Alterations in the oxygen (O2) distribution in a tumor due to changes in the quantity of O2 carried in the blood can affect the response of a tumor to radiation. For example, the blood hemoglobin (Hb) level has been shown to be an important prognostic and therapeutic factor in radiation therapy. Another factor affecting the delivery of O2 to tissues is the Hb affinity for O2. Changes in Hb affinity for O2 result in shifts of the Hb-O2 dissociation curve which increase or decrease tissue oxygenation. The aim of the present studies was to determine whether reductions in Hb affinity prior to irradiation could improve the resultant tumor response. KHT sarcomas were irradiated in female C3H/HeJ mice, possessing either normal or reduced Hb affinities for O2 at the time of treatment. Changes in Hb affinity for O2 were induced by keeping tumor-bearing mice in a 12% O2 environment for various periods of time. Erythrocyte 2,3-diphosphoglycerate (2,3 DPG) was measured as an indicator of Hb affinity for O2. After 36 hr of low O2 exposure, 2,3 DPG levels increased 20-30%. This change in 2,3 DPG reflected a proportional decrease in Hb affinity for O2. Following the exposure of 12% O2, the animals were removed from the low O2 chamber and their tumors locally irradiated while the mice breathed air. After irradiation, tumor cell survival was determined using an in vivo to in vitro excision assay.
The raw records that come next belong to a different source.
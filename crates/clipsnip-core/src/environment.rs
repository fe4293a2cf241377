//! Resolves everything platform-dependent once at startup so the rest of the
//! crate never looks at the OS.

use crate::config::Settings;
use crate::error::{Result, SnippetError};
use crate::external::ExternalCommand;
use crate::store_dir::StoreDir;
use std::path::Path;

#[derive(Debug, Clone, Copy, PartialEq, Eq)]
pub enum Platform {
    MacOs,
    Windows,
    Linux,
    Other(&'static str),
}

impl Platform {
    pub fn current() -> Self {
        match std::env::consts::OS {
            "macos" => Platform::MacOs,
            "windows" => Platform::Windows,
            "linux" => Platform::Linux,
            other => Platform::Other(other),
        }
    }

    pub fn as_str(&self) -> &'static str {
        match self {
            Platform::MacOs => "macos",
            Platform::Windows => "windows",
            Platform::Linux => "linux",
            Platform::Other(name) => *name,
        }
    }

    fn clipboard_argv(&self) -> Option<&'static [&'static str]> {
        match self {
            Platform::MacOs => Some(&["pbpaste"]),
            Platform::Windows => Some(&["powershell", "Get-Clipboard"]),
            Platform::Linux => Some(&["xclip", "-o"]),
            Platform::Other(_) => None,
        }
    }

    /// Location of the editor's user config, relative to the home directory.
    fn config_segments(&self) -> Option<&'static [&'static str]> {
        match self {
            Platform::MacOs => Some(&["Library", "Application Support"]),
            Platform::Windows => Some(&["AppData", "Roaming"]),
            Platform::Linux => Some(&[".config"]),
            Platform::Other(_) => None,
        }
    }
}

const SNIPPETS_SEGMENTS: [&str; 3] = ["Code", "User", "snippets"];
const DEFAULT_EDITOR: &str = "code";

/// The resolved configuration handed to every command.
#[derive(Debug, Clone)]
pub struct Environment {
    pub stores: StoreDir,
    pub clipboard: ExternalCommand,
    pub editor: ExternalCommand,
}

impl Environment {
    /// Combine settings with the platform defaults. Explicit settings always
    /// win; a platform without defaults needs both the snippets root and the
    /// clipboard command configured.
    pub fn resolve(settings: &Settings, platform: Platform, home: Option<&Path>) -> Result<Self> {
        let unsupported = || SnippetError::UnsupportedPlatform(platform.as_str().to_string());

        let root = match &settings.snippets_dir {
            Some(dir) => dir.clone(),
            None => {
                let segments = platform.config_segments().ok_or_else(unsupported)?;
                let home = home.ok_or_else(unsupported)?;
                let mut root = home.to_path_buf();
                root.extend(segments);
                root.extend(SNIPPETS_SEGMENTS);
                root
            }
        };

        let clipboard = match settings
            .clipboard
            .command
            .as_deref()
            .and_then(ExternalCommand::from_argv)
        {
            Some(cmd) => cmd,
            None => {
                let argv = platform.clipboard_argv().ok_or_else(unsupported)?;
                static_command(argv)
            }
        };

        let editor = settings
            .editor
            .command
            .as_deref()
            .and_then(ExternalCommand::from_argv)
            .unwrap_or_else(|| ExternalCommand::new(DEFAULT_EDITOR, Vec::new()));

        tracing::debug!(
            platform = platform.as_str(),
            root = %root.display(),
            clipboard = clipboard.program(),
            clipboard_args = ?clipboard.args(),
            editor = editor.program(),
            editor_args = ?editor.args(),
            "Resolved environment"
        );

        Ok(Self {
            stores: StoreDir::new(root, settings.extension.clone()),
            clipboard,
            editor,
        })
    }
}

fn static_command(argv: &[&str]) -> ExternalCommand {
    let args = argv[1..].iter().map(|s| s.to_string()).collect();
    ExternalCommand::new(argv[0], args)
}

#[cfg(test)]
mod tests {
    use super::*;

    #[test]
    fn test_linux_defaults() {
        let env = Environment::resolve(
            &Settings::default(),
            Platform::Linux,
            Some(Path::new("/home/u")),
        )
        .unwrap();
        assert_eq!(
            env.stores.root(),
            Path::new("/home/u/.config/Code/User/snippets")
        );
        assert_eq!(env.clipboard.program(), "xclip");
        assert_eq!(env.clipboard.args(), ["-o"]);
        assert_eq!(env.editor.program(), "code");
    }

    #[test]
    fn test_macos_root() {
        let env =
            Environment::resolve(&Settings::default(), Platform::MacOs, Some(Path::new("/Users/u")))
                .unwrap();
        assert_eq!(
            env.stores.root(),
            Path::new("/Users/u/Library/Application Support/Code/User/snippets")
        );
        assert_eq!(env.clipboard.program(), "pbpaste");
    }

    #[test]
    fn test_windows_clipboard() {
        let env =
            Environment::resolve(&Settings::default(), Platform::Windows, Some(Path::new("/h")))
                .unwrap();
        assert_eq!(env.clipboard.program(), "powershell");
        assert_eq!(env.clipboard.args(), ["Get-Clipboard"]);
    }

    #[test]
    fn test_settings_override() {
        let mut settings = Settings::default();
        settings.snippets_dir = Some("/snips".into());
        settings.clipboard.command = Some(vec!["wl-paste".into(), "-n".into()]);
        settings.editor.command = Some(vec!["nvim".into()]);
        let env = Environment::resolve(&settings, Platform::Other("plan9"), None).unwrap();
        assert_eq!(env.stores.root(), Path::new("/snips"));
        assert_eq!(env.clipboard.program(), "wl-paste");
        assert_eq!(env.editor.program(), "nvim");
    }

    #[test]
    fn test_unknown_platform_without_settings() {
        let err = Environment::resolve(&Settings::default(), Platform::Other("plan9"), Some(Path::new("/h")))
            .unwrap_err();
        assert!(matches!(err, SnippetError::UnsupportedPlatform(p) if p == "plan9"));
    }

    #[test]
    fn test_empty_clipboard_override_falls_back() {
        let mut settings = Settings::default();
        settings.clipboard.command = Some(Vec::new());
        let env = Environment::resolve(&settings, Platform::Linux, Some(Path::new("/h"))).unwrap();
        assert_eq!(env.clipboard.program(), "xclip");
    }
}
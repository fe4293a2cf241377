//! Removal of the `\t//` line comments that editor-generated snippet files
//! carry but strict JSON rejects.
//!
//! Only a line that starts with exactly one tab followed by `//` is dropped.
//! Comments indented any other way, or trailing code on the same line, pass
//! through untouched.

const MARKER: &str = "//";

/// Strip tab-indented line comments, keeping every other line and its line
/// break in order.
pub fn strip_comments(raw: &str) -> String {
    raw.split_inclusive('\n')
        .filter(|line| !is_comment_line(line))
        .collect()
}

fn is_comment_line(line: &str) -> bool {
    match line.strip_prefix('\t') {
        Some(rest) => rest.starts_with(MARKER),
        None => false,
    }
}
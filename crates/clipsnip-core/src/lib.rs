pub mod commands;
pub mod comments;
pub mod config;
pub mod entry;
pub mod environment;
pub mod error;
pub mod external;
pub mod logging;
pub mod snippet;
pub mod store_dir;

pub use config::Settings;
pub use environment::{Environment, Platform};
pub use error::{Result, SnippetError};
pub use external::{Clipboard, CommandClipboard, CommandEditor, Editor, ExternalCommand};
pub use snippet::{merge, SnippetDefinition, SnippetStore};
pub use store_dir::{MoveSummary, StoreDir};
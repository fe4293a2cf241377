//! The `add`, `move` and `open` pipelines. Each one validates its inputs,
//! reads what it needs, and writes at most one store as its final step.

use crate::entry::{self, NewEntry};
use crate::error::{Result, SnippetError};
use crate::external::{Clipboard, Editor};
use crate::snippet::merge;
use crate::store_dir::{MoveSummary, StoreDir};
use std::path::PathBuf;
use tokio::fs;

#[derive(Debug, Clone, PartialEq, Eq)]
pub struct AddOutcome {
    pub name: String,
    pub path: PathBuf,
    /// An entry with the same name existed and was overwritten.
    pub replaced: bool,
}

/// Capture the clipboard and store it as a new entry in `entry.language`.
/// With `create`, a missing store is started from scratch instead of
/// failing.
pub async fn add(
    stores: &StoreDir,
    clipboard: &dyn Clipboard,
    entry: NewEntry,
    create: bool,
) -> Result<AddOutcome> {
    stores.path_for(&entry.language)?;

    let captured = clipboard.read().await?;
    let built = entry::build(entry, &captured)?;

    let existing = if create {
        stores.load_or_default(&built.language).await?
    } else {
        stores.load(&built.language).await?
    };
    let replaced = existing.contains(&built.name);
    if replaced {
        tracing::warn!(name = %built.name, language = %built.language, "Overwriting existing snippet");
    }

    let merged = merge(existing, built.store);
    let path = stores.save(&built.language, &merged).await?;
    tracing::info!(name = %built.name, path = %path.display(), "Snippet added");

    Ok(AddOutcome {
        name: built.name,
        path,
        replaced,
    })
}

/// Merge every entry of `from` into `to`. `from` is left untouched.
pub async fn move_snippets(stores: &StoreDir, from: &str, to: &str) -> Result<MoveSummary> {
    let summary = stores.move_entries(from, to).await?;
    tracing::info!(
        from,
        to,
        moved = summary.moved,
        replaced = summary.replaced,
        total = summary.total,
        "Snippets moved"
    );
    Ok(summary)
}

/// Open the store for `language` in the editor.
pub async fn open(stores: &StoreDir, editor: &dyn Editor, language: &str) -> Result<PathBuf> {
    let path = stores.path_for(language)?;
    let exists = fs::try_exists(&path)
        .await
        .map_err(|e| SnippetError::io(&path, e))?;
    if !exists {
        return Err(SnippetError::FileNotFound { path });
    }

    editor.open(&path).await?;
    tracing::info!(path = %path.display(), "Opened snippet store");
    Ok(path)
}
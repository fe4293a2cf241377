use std::path::Path;
use tracing::Level;
use tracing_appender::rolling;
use tracing_subscriber::filter::filter_fn;
use tracing_subscriber::fmt::writer::MakeWriterExt;
use tracing_subscriber::{layer::SubscriberExt, util::SubscriberInitExt, EnvFilter, Layer};

/// Events with this target go to the log file only, for messages the caller
/// already prints to the terminal itself.
pub const FILE_ONLY: &str = "clipsnip::file_only";

/// Initialize logging to `<log_dir>/clipsnip.log` plus warnings on stderr.
/// Returns a guard that must be held for the lifetime of the application
/// to ensure log messages are flushed.
pub fn init_logging(
    log_dir: &Path,
) -> anyhow::Result<tracing_appender::non_blocking::WorkerGuard> {
    std::fs::create_dir_all(log_dir)?;

    let file_appender = rolling::never(log_dir, "clipsnip.log");
    let (non_blocking, guard) = tracing_appender::non_blocking(file_appender);

    tracing_subscriber::registry()
        .with(EnvFilter::try_from_default_env().unwrap_or_else(|_| EnvFilter::new("info")))
        .with(
            tracing_subscriber::fmt::layer()
                .with_writer(non_blocking)
                .with_ansi(false),
        )
        .with(
            tracing_subscriber::fmt::layer()
                .with_writer(std::io::stderr.with_max_level(Level::WARN))
                .with_target(false)
                .with_filter(filter_fn(|meta| shown_on_terminal(meta.target()))),
        )
        .try_init()?;

    Ok(guard)
}

fn shown_on_terminal(target: &str) -> bool {
    target != FILE_ONLY
}

#[cfg(test)]
mod tests {
    use super::*;

    #[test]
    fn test_file_only_target_skips_terminal() {
        assert!(!shown_on_terminal(FILE_ONLY));
        assert!(shown_on_terminal("clipsnip_core::store_dir"));
    }

    #[test]
    fn test_file_only_events_reach_log_file() {
        let tmp = tempfile::tempdir().unwrap();
        let guard = init_logging(tmp.path()).unwrap();
        tracing::error!(target: FILE_ONLY, "store write failed");
        drop(guard);

        let log = std::fs::read_to_string(tmp.path().join("clipsnip.log")).unwrap();
        assert!(log.contains("store write failed"));
    }
}
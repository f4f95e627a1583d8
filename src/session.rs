//! Owned process state, replacing what the original engine kept in global
//! variables: the mounted device (if any), its decoded superblock, the
//! current working directory, the disk's display name and the shared
//! read/write buffer. A `Session` is created empty and is handed to every
//! [`crate::op::Operation`] dispatch.

use crate::check;
use crate::device::BlockDevice;
use crate::error::FsError;
use crate::layout::{Superblock, ROOT_PARENT};
use std::path::Path;

/// The state of a single mounted disk.
pub struct Mounted {
    pub device: BlockDevice,
    pub superblock: Superblock,
    pub cwd: u8,
    pub disk_name: String,
}

/// All process state. Starts with nothing mounted, matching the reference
/// engine's globals before the first `M` command runs.
pub struct Session {
    pub mounted: Option<Mounted>,
    pub buffer: [u8; 1024],
}

impl Session {
    pub fn new() -> Self {
        Session {
            mounted: None,
            buffer: [0u8; 1024],
        }
    }

    /// Mounts the disk at `path`, running the consistency checker on its
    /// superblock first. Any previously mounted disk is dropped, matching
    /// the original's "free old globals only once the new one passed the
    /// check" sequencing.
    pub fn mount(&mut self, path: &Path, disk_name: String) -> Result<(), FsError> {
        let mut device = BlockDevice::open(path).map_err(|_| FsError::CannotFindDisk {
            disk: disk_name.clone(),
        })?;
        let raw = device.read_block(0).map_err(|_| FsError::CannotFindDisk {
            disk: disk_name.clone(),
        })?;
        let raw = crate::layout::RawSuperblock(raw);
        let superblock = Superblock::decode(&raw);
        let code = check::check(&superblock);
        if code != 0 {
            return Err(FsError::InconsistentFileSystem {
                disk: disk_name,
                code,
            });
        }
        self.mounted = Some(Mounted {
            device,
            superblock,
            cwd: ROOT_PARENT,
            disk_name,
        });
        Ok(())
    }

    pub fn require_mounted(&mut self) -> Result<&mut Mounted, FsError> {
        self.mounted.as_mut().ok_or(FsError::NotMounted)
    }

    /// Persists the current superblock to block 0, matching
    /// `write_superblock`'s unconditional full-block rewrite.
    pub fn persist(mounted: &mut Mounted) -> std::io::Result<()> {
        let raw = mounted.superblock.encode();
        mounted.device.write_block(0, &raw.0)
    }
}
The results indicate that the fraction of hypoxic cells in tumors of mice whose Hb affinity had been reduced prior to irradiation was approximately 3%. By comparison, the hypoxic fraction in tumors irradiated in mice with normal Hb affinities was approximately 15%. Thus, reductions in Hb affinity prior to irradiation can yield significant radiation sensitization in tumors. These findings form the basis for future investigations of the use of pharmacologic methods for the in vivo alteration of the Hb-O2 dissociation curve to improve tumor oxygenation.